Although they pay the same state taxes as other state residents, and despite the tremendous economic contributions of immigrants and refugees to the state economy, whether through small business creation, the high tech, agricultural, medical or service sectors, to name a few, programs targeted to assist low-income immigrants and refugees are being slashed or eliminated.

In 1996 when welfare reform passed, President Clinton noted over 40 percent of the savings came from denying legal immigrants public benefits, and that this was not good public policy. Immigrants and refugees comprise two-thirds of our Asian Pacific Islander community, so any measure affecting them affects our community disproportionately.

The Asian Pacific Islander Coalition (APIC) formed then to ensure that safety net services denied at the federal level would continue to be provided by the state, so that our community would have equal access to these services. These and other state programs are now slated for 100 percent elimination from the state budget as a result of the Governor’s decision to enact 6.3 percent across the board cuts. Naturalization services, food assistance and medical interpretation, for instance, were wholly eliminated rather than cut by 6.3 percent. Funding for healthcare for undocumented immigrant children has also been eliminated. Job training and placement for limited English proficient immigrants and refugees has been significantly reduced, as has the disability lifeline which helps people with disabilities who cannot work. These cuts are not cost effective. The cost of cutting them will outweigh the benefits, but the list of devastating cuts goes on.

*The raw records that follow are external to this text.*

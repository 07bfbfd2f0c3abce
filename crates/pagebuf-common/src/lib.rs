//! # pagebuf-common
//!
//! Common types, constants and configuration for the pagebuf page cache.
//!
//! This crate provides the foundational pieces shared by the backing stores
//! and the cache itself:
//!
//! - **Types**: `PageSize` (validated power-of-two page geometry) and
//!   `PageNumber`
//! - **Config**: `CacheConfig` and `ReplacementPolicy`, loadable from TOML
//! - **Constants**: defaults and limits
//!
//! ## Example
//!
//! ```rust
//! use pagebuf_common::config::CacheConfig;
//! use pagebuf_common::types::PageSize;
//!
//! let config = CacheConfig::new(4096, 64);
//! config.validate().unwrap();
//!
//! let page_size = PageSize::new(config.page_size).unwrap();
//! assert_eq!(page_size.align_down(5000), 4096);
//! ```

#![warn(missing_docs)]
#![warn(clippy::all)]
#![allow(clippy::module_name_repetitions)]

pub mod config;
pub mod constants;
pub mod types;

pub use config::{CacheConfig, ConfigError, ConfigResult, ReplacementPolicy};
pub use constants::*;
pub use types::{PageNumber, PageSize};
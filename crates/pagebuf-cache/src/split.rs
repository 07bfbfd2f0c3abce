//! Splitting of client requests at page boundaries.
//!
//! An arbitrary `(address, length)` range is cut into at most three pieces:
//!
//! ```text
//!   address                                              address + length
//!      │                                                        │
//!  ┌───┼──────┬────────────┬────────────┬────────────┬──────────┼───┐
//!  │   │ head │   middle   │   middle   │   middle   │   tail   │   │
//!  └───┴──────┴────────────┴────────────┴────────────┴──────────┴───┘
//!  page        page         page         page         page
//! ```
//!
//! The head and tail are partial pages and always go through the cache.
//! The middle is a run of whole pages that may bypass it.

use pagebuf_common::types::{PageNumber, PageSize};
use tracing::trace;

use super::error::{CacheError, CacheResult};

/// A transfer within a single page.
#[derive(Debug, Clone, Copy, PartialEq, Eq)]
pub struct PartialPage {
    /// Page-aligned address of the page.
    pub page: u64,
    /// Offset of the first byte within the page.
    pub in_page: usize,
    /// Number of bytes to transfer.
    pub len: usize,
    /// Offset of the first byte within the client buffer.
    pub buf_offset: usize,
}

impl PartialPage {
    /// Returns the client buffer range this piece covers.
    #[inline]
    pub fn buf_range(&self) -> std::ops::Range<usize> {
        self.buf_offset..self.buf_offset + self.len
    }
}

/// A run of whole pages.
#[derive(Debug, Clone, Copy, PartialEq, Eq)]
pub struct PageRun {
    /// Page-aligned address of the first page.
    pub start: u64,
    /// Number of pages.
    pub pages: usize,
    /// Offset of the first byte within the client buffer.
    pub buf_offset: usize,
}

impl PageRun {
    /// Returns the address of the `i`th page of the run.
    #[inline]
    pub fn page(&self, page_size: PageSize, i: usize) -> u64 {
        let first = page_size.page_number(self.start);
        page_size.page_offset(PageNumber::new(first.as_u64() + i as u64))
    }

    /// Returns the offset of the `i`th page within the client buffer.
    #[inline]
    pub fn buf_offset_of(&self, page_size: PageSize, i: usize) -> usize {
        self.buf_offset + i * page_size.bytes()
    }

    /// Returns the number of bytes the run covers.
    #[inline]
    pub fn bytes(&self, page_size: PageSize) -> usize {
        self.pages << page_size.shift()
    }
}

/// A client request cut at page boundaries.
#[derive(Debug, Clone, Copy, PartialEq, Eq, Default)]
pub struct RequestSplit {
    /// Leading partial page, when `address` is unaligned.
    pub head: Option<PartialPage>,
    /// Whole pages between head and tail.
    pub middle: Option<PageRun>,
    /// Trailing partial page, when the request does not end on a boundary.
    pub tail: Option<PartialPage>,
}

impl RequestSplit {
    /// Cuts `(addr, len)` at the boundaries of `page_size` pages.
    ///
    /// Fails with [`CacheError::AddressOverflow`] if the range, rounded out to
    /// whole pages, does not fit in the 64-bit address space.
    pub fn new(page_size: PageSize, addr: u64, len: usize) -> CacheResult<Self> {
        let mut split = Self::default();
        if len == 0 {
            return Ok(split);
        }
        addr.checked_add(len as u64)
            .and_then(|end| page_size.align_up(end))
            .ok_or(CacheError::AddressOverflow { addr, len })?;

        let page_bytes = page_size.bytes();
        let mut cursor = addr;
        let mut buf_offset = 0;
        let mut remaining = len;

        if !page_size.is_aligned(addr) {
            let in_page = page_size.offset_in_page(addr);
            let n = remaining.min(page_bytes - in_page);
            split.head = Some(PartialPage {
                page: page_size.align_down(addr),
                in_page,
                len: n,
                buf_offset,
            });
            cursor += n as u64;
            buf_offset += n;
            remaining -= n;
        }

        let pages = remaining >> page_size.shift();
        if pages > 0 {
            split.middle = Some(PageRun {
                start: cursor,
                pages,
                buf_offset,
            });
            let n = pages << page_size.shift();
            cursor += n as u64;
            buf_offset += n;
            remaining -= n;
        }

        if remaining > 0 {
            split.tail = Some(PartialPage {
                page: cursor,
                in_page: 0,
                len: remaining,
                buf_offset,
            });
        }

        trace!(addr, len, ?split, "split request");
        Ok(split)
    }

    /// Returns true if the request touches no page.
    pub fn is_empty(&self) -> bool {
        self.head.is_none() && self.middle.is_none() && self.tail.is_none()
    }
}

APIC will fight these disproportionate cuts. Will you help? You can call the Legislative Hotline at 1-800-562-6000 and leave a message for the Governor asking her to protect the vulnerable and not to cut these programs. While you’re at it, you can leave a message for House Speaker Frank Chopp, Rep. Kelly Linville, Senate Majority Leader Lisa Brown and Sen. Margarita Prentice. They will be key decision-makers when the legislature convenes.

You can also make voting decisions that will help preserve current and future revenue sources for the state. APIC joins other coalitions in urging you to:

VOTE NO on ballot measures 1053 (Tim Eyman initiative requiring 67 percent approval of legislature to raise and create new taxes), 1082 (allows private insurers to compete with public workers’ compensation system), 1100 & 1105 (privatize hard liquor sales), 1107 (ends tax increases on candy, soda, bottled water). These initiatives will dramatically worsen the budget crisis and force even more draconian cuts of millions of dollars to vital services when the safety net is needed most.

VOTE YES on ballot measures 1098 (reforms our unfair tax system and generates funding for education and healthcare through a limited income tax on the wealthiest 3 percent of state residents, reduces property taxes and small business B&O taxes) and R52 (allows state to sell bonds to fund energy savings retrofit to schools).

As the saying goes, when the going gets tough, the tough get going. We must act now to protect the most vulnerable people in our community. Their lives and our public health and safety depend on it. You can join us by making a call, voting as above on ballot measures, and supporting Asian Pacific American Legislative Day on February 17. We’ve done it before, and with your help, we can do it again.